Synonyme oder verwandte Begriffe
- Grundlegendes Belief-System
- Kernüberzeugung (Core Belief)
- Ursprungsglauben
- Trennende Identität
Abgrenzung
Das Ur-Credo unterscheidet sich von herkömmlicher Glaubenssatzarbeit dadurch, dass es nicht auf einzelne Überzeugungen zielt, sondern auf die Grundstruktur aller Überzeugungen. Während klassische NLP-Techniken oft schnelle Verhaltensveränderungen anstreben, führt die Arbeit mit dem Ur-Credo zu einem tiefgreifenden Prozess der Identitätsauflösung und Selbsterweiterung.
Wissenschaftlicher oder praktischer Nutzen
- Individuell: Fördert tiefgreifende Selbsterkenntnis und ein erweitertes Bewusstsein für die eigene Identitätsstruktur.
- Praktisch: Verbindet NLP-Methodik mit existenziellen und spirituellen Entwicklungswegen.
- Wissenschaftlich: Integriert systemisch-konstruktivistische und transpersonale Ansätze (nach Bateson, Wilber) und erweitert die klassische NLP-Praxis um spirituelle Dimensionen.
Kritik oder Einschränkungen
- Emotionale Tiefe: Der Prozess kann intensive Gefühle auslösen und sollte nur mit professioneller Begleitung durchgeführt werden.
- Voraussetzung von Stabilität: Nicht für Personen mit schweren Traumata oder psychischen Erkrankungen geeignet.
- Subjektivität: Spirituelle oder metaphysische Aspekte (z. B. „vorsinnliche Wahrnehmung“) sind nicht empirisch überprüfbar.

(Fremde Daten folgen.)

//! # social-api
//!
//! REST API server built with the Axum framework, plus the identity webhook,
//! media routes and the weekly contest timer.

pub mod extractors;
pub mod handlers;
pub mod middleware;
pub mod response;
pub mod routes;
pub mod scheduler;
pub mod server;
pub mod state;

pub use server::{create_app, create_app_state, run, run_server};
pub use state::AppState;
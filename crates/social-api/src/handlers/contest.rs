//! Contest trigger for an external scheduler

use axum::{extract::State, http::HeaderMap, Json};
use social_service::{ContestRunResponse, ContestService};
use tracing::info;

use crate::middleware::SCHEDULER_KEY_HEADER;
use crate::response::{ApiError, ApiResult};
use crate::state::AppState;

/// Run the weekly contest now
///
/// POST /internal/contest/run
pub async fn run_contest(
    State(state): State<AppState>,
    headers: HeaderMap,
) -> ApiResult<Json<ContestRunResponse>> {
    // no configured key disables the trigger
    let expected = state
        .config()
        .contest
        .trigger_key
        .as_deref()
        .ok_or(ApiError::InvalidSchedulerKey)?;
    let presented = headers
        .get(SCHEDULER_KEY_HEADER)
        .and_then(|v| v.to_str().ok());
    if presented != Some(expected) {
        return Err(ApiError::InvalidSchedulerKey);
    }

    info!("Contest triggered by external scheduler");
    let outcome = ContestService::new(state.service_context()).run_contest().await?;
    Ok(Json(outcome.into()))
}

Literatur- und Quellenhinweise
- Bernard, W. (1996). In sich hinausgehen – Mit NLP zum Ur-Credo. VAK Verlag, Göttingen.
- Andreas, C. & Andreas, T. (1994). Core Transformation: Reaching the Wellspring of Being. Real People Press.
- Bateson, G. (1972). Steps to an Ecology of Mind. University of Chicago Press, Chicago.
- Wilber, K. (1977/1987). The Spectrum of Consciousness. Shambhala Publications, Boulder.
Metapher oder Analogie
Das Ur-Credo ist wie ein Kieselstein auf dem Grund eines klaren Sees:
Die Oberfläche (die Identität) erscheint ruhig oder bewegt – doch der unsichtbare Kiesel am Grund beeinflusst alles. Wenn man hinabtaucht und den Kiesel erkennt oder bewegt, kann sich die gesamte Dynamik des Wassers verändern – so wie das Erkennen des Ur-Credos das Selbstverständnis grundlegend wandelt.